Exercise can help reverse Diabetes

Exercise can help reverse Diabetes

Make exercise a social activity, perform a ‘Talking Test’ to check if the intensity is right for you

RAK Hospital educates Diabetes Challenge 2022 participants on Exercise Protocols during the ‘Diabeat’ Webinar series

A typical office worker with a desk job walks less than a Kilometer in a day when the minimum requirement is at least 5-7 Kms

Stamina, strength and flexibility should be the components of the exercise regime for diabetics

Muscles are essential in the management of diabetes; lower muscle mass can hinder our capacity to clear glucose from the bloodstream

Muscle capacity is lost by 1% every year after age 20.

25 October 2022, Ras Al Khaimah, UAE: Exercise is a crucial tool in the management of diabetes and has been shown to reverse the condition in many instances. In their latest ‘Diabeat’ webinar on ‘Exercise and Diabetes’ organized as part of the RAK Diabetes Challenge 2022 informative series, Professor Adrian Kennedy, Chief Wellness Officer at RAK Hospital highlighted the importance of exercise, its effect on insulin levels, including various aspects of exercise formats, and the impact of physical activity on the body.

At the webinar, Prof. Kennedy said, “Exercise is the magic pill for almost all ailments as it helps control weight, lower blood pressure, lower harmful LDL cholesterol and triglycerides, raise healthy HDL cholesterol, strengthen muscles and bones, reduce anxiety, and improve your general well-being. There are added benefits for people with diabetes as exercise lowers blood glucose levels and boosts your body’s sensitivity to insulin, countering insulin resistance.”

Talking specifically about the benefits of exercise for Diabetics, Prof Kennedy described the functioning of insulin in diabetes and said, “Insulin is utilized for the conversion of sugar in the cells into energy since this is not optimally functional in diabetes and the energy is not being utilized, then the residual sugar stays in the bloodstream and also remains as a consequence within the organs of the body. This impacts the functions of the organs such as the liver, kidney, eyes, nerves, etc. leading to dysfunction and problems. However, when we exercise it uses the energy in the cells of the body, burns sugar and benefits the diabetic person. In a nutshell, exercise helps manage prediabetes and type 2 diabetes by lowering blood glucose levels and improving insulin sensitivity throughout the body.”

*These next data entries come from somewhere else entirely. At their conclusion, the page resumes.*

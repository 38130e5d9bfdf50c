//! File loading and `#include` resolution (§4.1's ambient loader). Turns a
//! main board path into a flat sequence of [`SourceLine`]s the parser can
//! consume, inlining `#include <path>` directives recursively and
//! rejecting include cycles.

use std::path::{Path, PathBuf};

use mbl_board::SourceLine;

use crate::error::CliError;

/// Load `path` and every file it transitively `#include`s into one flat
/// line stream, in inclusion order. Whole-line comments (`#...` that are
/// not `#include`) are dropped here; row-level `#` comments remain for the
/// parser's lexer to strip (§4.1).
pub fn load_lines(path: &Path) -> Result<Vec<SourceLine>, CliError> {
    let mut visited = Vec::new();
    load_file(path, &mut visited)
}

fn load_file(path: &Path, visited: &mut Vec<PathBuf>) -> Result<Vec<SourceLine>, CliError> {
    let canonical = path.canonicalize().map_err(|source| CliError::Io {
        path: path.to_path_buf(),
        source,
    })?;
    if visited.contains(&canonical) {
        return Err(CliError::IncludeCycle {
            path: path.to_path_buf(),
        });
    }
    visited.push(canonical);

    let content = std::fs::read_to_string(path).map_err(|source| CliError::Io {
        path: path.to_path_buf(),
        source,
    })?;
    let dir = path.parent().unwrap_or_else(|| Path::new("."));

    let mut lines = Vec::new();
    for (idx, raw) in content.lines().enumerate() {
        let line_no = idx + 1;
        let trimmed = raw.trim_start();
        if let Some(rest) = trimmed.strip_prefix("#include") {
            let include_path = rest.trim().trim_matches(|c| c == '<' || c == '>' || c == '"');
            if include_path.is_empty() {
                return Err(CliError::EmptyInclude {
                    file: path.to_path_buf(),
                    line: line_no,
                });
            }
            let included = load_file(&dir.join(include_path), visited)?;
            lines.extend(included);
        } else if trimmed.starts_with('#') {
            // A plain comment line; dropped before the parser ever sees it.
        } else {
            lines.push(SourceLine::new(path.to_path_buf(), line_no, raw));
        }
    }

    visited.pop();
    Ok(lines)
}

Elaborating on how strengthening muscles can impact diabetes, Prof Kennedy stated that exercise reverses muscular debility which is the strength and flexibility of the muscles. After the age of 20, we start losing our muscular capacity by 1% per year, which means by the age of 60 one would have reduced the functional capacity by 40% however this phenomenon can be reversed with exercise. Furthermore, we must not underrate the significance of muscles in the management of blood sugar. After we eat, 70 to 80 per cent of the glucose in the body goes to muscles so having a lower muscle mass can hinder our capacity to clear glucose from the bloodstream. Therefore, muscle strengthening can help maintain healthy blood sugar levels throughout the ageing process

Dr. Raza Siddiqui, Executive Director, RAK Hospital said, “ It’s great to see so many people taking charge of their health and coming forward to attend our educative webinar series, which tackles diabetes from various aspects including medication management,  diet, exercise, stress management, yoga and several other holistic methods. I congratulate the team on successfully conducting these sessions.”

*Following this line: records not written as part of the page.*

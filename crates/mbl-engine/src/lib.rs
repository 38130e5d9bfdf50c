//! The tick engine: turns parsed [`mbl_board::Board`] templates into
//! running instances and steps them forward one synchronous transition
//! at a time.

mod context;
mod error;
mod instance;
mod io;
mod resolver;
mod tick;
mod trace;

pub use context::InterpreterContext;
pub use error::ResolveError;
pub use instance::{BoardInstance, CallFrame};
pub use io::{FixedStdin, NullStdin, NullTrace, StdinSource, StdoutSink, TraceSink, VecStdout, VecTrace};
pub use resolver::resolve_all;
pub use tick::{tick, TickResult};
pub use trace::dump_active_chain;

Talking about the exercise protocols for Diabetics, Prof Kennedy recommended including stamina, strength and flexibility in the schedule. Moreover, moderation and consistency are key when exercising. He also advised making exercise a social activity and performing a talking test to see if you can continue talking without much difficulty when exercising. If that happens it ensures that one is within their endurance limits for exercise. Anything, more than that is not advisable.

Also, seeking a doctor’s approval before starting an exercise regime is extremely essential, especially for diabetics on medication, to manage hypoglycaemia. Prof Kennedy further explained that checking blood sugar levels before, during and after exercise is also vital for beginners. If the level before exercise is below 100 mg/dL, eating a piece of fruit or having a small snack will boost it and help you avoid hypoglycemia. In any case, if you feel weak, giddy, or disoriented then immediately stop exercising and have a snack. Testing again 30 minutes later, or at the end of the session will show whether your blood sugar level is stable. Doctors also caution against exercising if your blood sugar is too high (over 250).

He concluded by saying that exercise is therapeutic and should be done by people of all ages. Yoga, tai-chi, swimming, and walking are all great forms of exercise and should be part of the regime. Currently, a typical office worker with a desk job walks less than a kilometre in a day whereas one requires a minimum of 5 to 7 km, 10,000 steps or 30-60 minutes of moderate-intensity exercise to have the benefits and to maintain a healthy body.  Physical activities such as household work are good, but not sufficient and should be supplemented by an exercise program of at least 30 minutes, 5 days a week to help the insulin in your body work better.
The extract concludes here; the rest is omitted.